Exercise objective: In the material below, the lines from the one containing "pub mod optimizer;" through the one containing "pub use types::*;" are to be given again exactly, ends included, and no others.
========
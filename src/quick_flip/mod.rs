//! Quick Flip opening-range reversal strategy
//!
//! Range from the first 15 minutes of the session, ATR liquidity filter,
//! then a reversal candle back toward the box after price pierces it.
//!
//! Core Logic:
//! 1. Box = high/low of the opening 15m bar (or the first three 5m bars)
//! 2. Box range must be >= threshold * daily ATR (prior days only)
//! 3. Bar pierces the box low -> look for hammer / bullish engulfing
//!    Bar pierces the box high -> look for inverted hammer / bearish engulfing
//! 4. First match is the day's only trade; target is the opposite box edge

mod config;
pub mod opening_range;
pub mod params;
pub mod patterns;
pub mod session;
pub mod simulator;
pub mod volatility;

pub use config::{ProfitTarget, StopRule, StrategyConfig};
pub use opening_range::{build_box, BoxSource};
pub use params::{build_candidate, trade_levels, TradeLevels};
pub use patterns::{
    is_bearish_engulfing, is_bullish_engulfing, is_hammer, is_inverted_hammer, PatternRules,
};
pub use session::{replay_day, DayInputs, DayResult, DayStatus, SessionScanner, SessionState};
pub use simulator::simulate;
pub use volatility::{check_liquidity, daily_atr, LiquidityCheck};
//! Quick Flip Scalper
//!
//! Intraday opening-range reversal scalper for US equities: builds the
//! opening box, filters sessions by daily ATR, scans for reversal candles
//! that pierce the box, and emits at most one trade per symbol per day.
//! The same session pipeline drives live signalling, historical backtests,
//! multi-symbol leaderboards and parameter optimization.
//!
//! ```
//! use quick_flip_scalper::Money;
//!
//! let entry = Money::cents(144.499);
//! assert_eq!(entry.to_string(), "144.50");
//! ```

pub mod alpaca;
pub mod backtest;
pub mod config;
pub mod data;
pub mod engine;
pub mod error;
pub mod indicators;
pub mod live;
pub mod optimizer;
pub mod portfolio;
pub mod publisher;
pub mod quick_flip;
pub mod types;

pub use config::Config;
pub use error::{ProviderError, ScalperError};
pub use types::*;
========
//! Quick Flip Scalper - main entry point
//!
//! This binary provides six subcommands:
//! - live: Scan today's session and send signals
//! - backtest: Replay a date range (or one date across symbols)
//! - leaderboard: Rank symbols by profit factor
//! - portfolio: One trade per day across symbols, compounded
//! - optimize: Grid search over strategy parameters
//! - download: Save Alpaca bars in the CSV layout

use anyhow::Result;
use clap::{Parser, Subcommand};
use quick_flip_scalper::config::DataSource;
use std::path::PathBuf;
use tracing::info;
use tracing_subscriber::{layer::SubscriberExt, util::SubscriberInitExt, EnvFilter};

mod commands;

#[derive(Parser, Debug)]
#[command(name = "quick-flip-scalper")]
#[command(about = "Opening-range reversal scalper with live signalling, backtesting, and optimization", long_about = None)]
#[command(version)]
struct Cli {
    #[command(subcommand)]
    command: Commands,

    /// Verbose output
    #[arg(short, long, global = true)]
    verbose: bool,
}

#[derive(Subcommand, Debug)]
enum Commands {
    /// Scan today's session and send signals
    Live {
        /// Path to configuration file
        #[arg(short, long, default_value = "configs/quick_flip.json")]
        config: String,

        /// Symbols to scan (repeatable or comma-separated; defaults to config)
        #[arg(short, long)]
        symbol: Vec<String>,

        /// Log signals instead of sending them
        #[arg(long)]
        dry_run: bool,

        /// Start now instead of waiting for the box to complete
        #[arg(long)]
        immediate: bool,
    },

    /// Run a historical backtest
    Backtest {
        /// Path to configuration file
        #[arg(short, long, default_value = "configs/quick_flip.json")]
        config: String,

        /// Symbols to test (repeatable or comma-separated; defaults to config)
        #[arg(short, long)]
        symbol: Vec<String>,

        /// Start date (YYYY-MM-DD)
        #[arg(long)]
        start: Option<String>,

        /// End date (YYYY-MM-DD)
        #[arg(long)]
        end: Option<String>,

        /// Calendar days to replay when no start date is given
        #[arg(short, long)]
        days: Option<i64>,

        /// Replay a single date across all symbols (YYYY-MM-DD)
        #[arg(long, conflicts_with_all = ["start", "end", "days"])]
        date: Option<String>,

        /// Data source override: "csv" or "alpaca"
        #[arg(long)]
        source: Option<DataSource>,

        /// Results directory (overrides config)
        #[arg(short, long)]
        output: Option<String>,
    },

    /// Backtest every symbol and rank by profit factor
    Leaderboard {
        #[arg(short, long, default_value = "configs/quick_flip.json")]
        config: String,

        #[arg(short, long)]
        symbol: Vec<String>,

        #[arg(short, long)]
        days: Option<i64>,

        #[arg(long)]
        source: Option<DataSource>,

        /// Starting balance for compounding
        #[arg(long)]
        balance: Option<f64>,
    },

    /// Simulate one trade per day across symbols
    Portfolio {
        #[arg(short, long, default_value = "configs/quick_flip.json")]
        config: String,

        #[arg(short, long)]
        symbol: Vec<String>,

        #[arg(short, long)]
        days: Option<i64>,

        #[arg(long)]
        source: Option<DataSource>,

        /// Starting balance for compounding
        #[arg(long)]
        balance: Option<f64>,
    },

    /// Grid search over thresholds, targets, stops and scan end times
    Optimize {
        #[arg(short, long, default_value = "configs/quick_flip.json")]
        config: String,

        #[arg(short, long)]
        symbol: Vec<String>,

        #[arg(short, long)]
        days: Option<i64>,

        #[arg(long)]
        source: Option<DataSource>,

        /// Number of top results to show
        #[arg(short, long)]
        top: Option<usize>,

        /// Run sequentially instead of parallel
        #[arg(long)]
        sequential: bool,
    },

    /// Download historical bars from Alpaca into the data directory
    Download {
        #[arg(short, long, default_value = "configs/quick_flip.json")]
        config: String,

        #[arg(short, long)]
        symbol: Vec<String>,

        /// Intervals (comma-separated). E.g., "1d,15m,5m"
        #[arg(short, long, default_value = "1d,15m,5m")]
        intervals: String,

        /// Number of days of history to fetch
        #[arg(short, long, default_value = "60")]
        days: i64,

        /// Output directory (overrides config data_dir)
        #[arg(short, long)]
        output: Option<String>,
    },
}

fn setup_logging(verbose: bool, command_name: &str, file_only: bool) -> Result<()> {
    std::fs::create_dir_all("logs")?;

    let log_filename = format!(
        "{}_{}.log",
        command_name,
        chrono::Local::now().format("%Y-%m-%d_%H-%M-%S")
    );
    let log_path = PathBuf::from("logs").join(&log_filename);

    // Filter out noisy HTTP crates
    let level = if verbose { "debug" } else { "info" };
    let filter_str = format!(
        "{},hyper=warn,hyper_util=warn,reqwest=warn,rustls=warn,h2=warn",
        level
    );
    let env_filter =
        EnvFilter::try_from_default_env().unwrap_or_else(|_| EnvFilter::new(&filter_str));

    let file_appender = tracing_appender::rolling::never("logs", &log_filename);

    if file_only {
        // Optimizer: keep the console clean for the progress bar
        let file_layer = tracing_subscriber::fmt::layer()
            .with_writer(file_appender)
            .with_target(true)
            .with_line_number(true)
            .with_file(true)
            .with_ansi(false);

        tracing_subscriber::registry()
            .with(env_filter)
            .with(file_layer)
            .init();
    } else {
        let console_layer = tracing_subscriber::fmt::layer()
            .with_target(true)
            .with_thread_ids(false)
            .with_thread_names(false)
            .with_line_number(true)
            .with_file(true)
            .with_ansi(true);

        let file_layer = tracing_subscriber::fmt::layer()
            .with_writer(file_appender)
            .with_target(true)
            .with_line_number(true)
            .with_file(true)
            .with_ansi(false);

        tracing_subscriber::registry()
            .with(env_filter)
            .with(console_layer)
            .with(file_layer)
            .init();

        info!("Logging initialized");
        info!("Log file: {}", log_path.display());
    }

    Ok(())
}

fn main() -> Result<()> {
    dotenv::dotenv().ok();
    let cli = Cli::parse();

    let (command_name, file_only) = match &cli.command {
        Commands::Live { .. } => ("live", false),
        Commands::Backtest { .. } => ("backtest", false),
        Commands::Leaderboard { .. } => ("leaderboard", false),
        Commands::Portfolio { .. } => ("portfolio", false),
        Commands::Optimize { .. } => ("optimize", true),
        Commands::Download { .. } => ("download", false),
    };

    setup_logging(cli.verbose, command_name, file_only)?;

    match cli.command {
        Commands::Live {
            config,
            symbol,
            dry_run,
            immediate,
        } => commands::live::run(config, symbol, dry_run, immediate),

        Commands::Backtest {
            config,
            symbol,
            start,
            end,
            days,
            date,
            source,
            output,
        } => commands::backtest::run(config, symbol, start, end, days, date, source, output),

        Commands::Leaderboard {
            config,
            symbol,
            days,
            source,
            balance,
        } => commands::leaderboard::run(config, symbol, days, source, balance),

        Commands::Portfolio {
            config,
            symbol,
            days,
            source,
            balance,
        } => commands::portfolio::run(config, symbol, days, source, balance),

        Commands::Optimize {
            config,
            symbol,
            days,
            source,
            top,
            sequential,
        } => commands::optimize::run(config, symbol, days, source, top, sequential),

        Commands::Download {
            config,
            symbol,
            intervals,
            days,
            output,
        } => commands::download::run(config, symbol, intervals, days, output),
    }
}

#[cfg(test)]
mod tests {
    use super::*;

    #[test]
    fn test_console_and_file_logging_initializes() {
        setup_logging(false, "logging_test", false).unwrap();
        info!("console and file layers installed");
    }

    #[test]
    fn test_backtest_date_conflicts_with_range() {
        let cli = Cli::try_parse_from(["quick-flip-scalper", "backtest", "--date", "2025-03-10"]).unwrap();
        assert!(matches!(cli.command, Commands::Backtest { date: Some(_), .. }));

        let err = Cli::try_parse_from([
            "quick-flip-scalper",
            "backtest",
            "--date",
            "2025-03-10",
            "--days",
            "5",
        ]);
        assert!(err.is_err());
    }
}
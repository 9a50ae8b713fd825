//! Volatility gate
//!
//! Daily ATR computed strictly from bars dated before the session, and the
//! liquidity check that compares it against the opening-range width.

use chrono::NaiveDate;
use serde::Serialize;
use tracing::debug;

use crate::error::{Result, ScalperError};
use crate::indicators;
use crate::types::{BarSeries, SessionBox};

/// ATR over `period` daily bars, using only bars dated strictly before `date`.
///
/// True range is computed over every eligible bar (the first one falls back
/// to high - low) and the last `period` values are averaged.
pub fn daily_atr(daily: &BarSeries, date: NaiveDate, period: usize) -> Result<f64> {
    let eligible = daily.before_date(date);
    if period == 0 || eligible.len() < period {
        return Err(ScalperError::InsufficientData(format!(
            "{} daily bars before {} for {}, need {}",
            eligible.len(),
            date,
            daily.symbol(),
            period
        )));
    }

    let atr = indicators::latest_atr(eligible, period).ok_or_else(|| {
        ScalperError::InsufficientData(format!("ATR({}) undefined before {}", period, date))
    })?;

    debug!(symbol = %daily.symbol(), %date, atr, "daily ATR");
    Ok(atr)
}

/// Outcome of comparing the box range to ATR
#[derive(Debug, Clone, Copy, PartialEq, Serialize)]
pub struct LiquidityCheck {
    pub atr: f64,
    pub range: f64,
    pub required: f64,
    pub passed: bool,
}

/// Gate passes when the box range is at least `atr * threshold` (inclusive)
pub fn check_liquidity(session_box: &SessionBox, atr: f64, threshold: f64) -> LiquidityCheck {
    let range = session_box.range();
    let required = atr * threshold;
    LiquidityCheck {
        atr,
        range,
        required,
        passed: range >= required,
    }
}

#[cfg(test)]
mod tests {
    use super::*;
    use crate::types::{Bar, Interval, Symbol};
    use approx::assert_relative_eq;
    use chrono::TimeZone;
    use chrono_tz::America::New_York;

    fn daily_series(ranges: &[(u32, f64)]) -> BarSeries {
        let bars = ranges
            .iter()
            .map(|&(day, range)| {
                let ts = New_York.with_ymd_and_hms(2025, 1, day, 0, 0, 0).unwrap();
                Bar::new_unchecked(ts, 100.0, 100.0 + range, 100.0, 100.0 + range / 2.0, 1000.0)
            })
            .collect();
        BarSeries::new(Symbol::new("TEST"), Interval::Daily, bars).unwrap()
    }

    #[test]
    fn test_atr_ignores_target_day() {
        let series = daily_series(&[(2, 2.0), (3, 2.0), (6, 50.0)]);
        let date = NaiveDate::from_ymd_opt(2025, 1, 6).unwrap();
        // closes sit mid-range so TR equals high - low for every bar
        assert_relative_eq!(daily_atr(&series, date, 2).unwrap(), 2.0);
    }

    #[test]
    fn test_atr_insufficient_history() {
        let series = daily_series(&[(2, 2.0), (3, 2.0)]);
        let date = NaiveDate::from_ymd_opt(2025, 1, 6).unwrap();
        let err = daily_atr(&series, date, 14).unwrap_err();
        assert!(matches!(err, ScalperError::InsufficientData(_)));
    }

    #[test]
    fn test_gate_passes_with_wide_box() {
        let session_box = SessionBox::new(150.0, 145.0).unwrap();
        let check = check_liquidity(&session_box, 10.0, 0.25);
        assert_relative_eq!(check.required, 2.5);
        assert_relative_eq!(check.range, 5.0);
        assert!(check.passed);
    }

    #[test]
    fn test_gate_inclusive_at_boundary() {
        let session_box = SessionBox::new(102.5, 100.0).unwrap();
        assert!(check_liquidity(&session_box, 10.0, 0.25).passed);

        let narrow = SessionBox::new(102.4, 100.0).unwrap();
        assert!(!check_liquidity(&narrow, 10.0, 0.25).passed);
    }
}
========
Solution:
pub mod optimizer;
pub mod portfolio;
pub mod publisher;
pub mod quick_flip;
pub mod types;

pub use config::Config;
pub use error::{ProviderError, ScalperError};
pub use types::*;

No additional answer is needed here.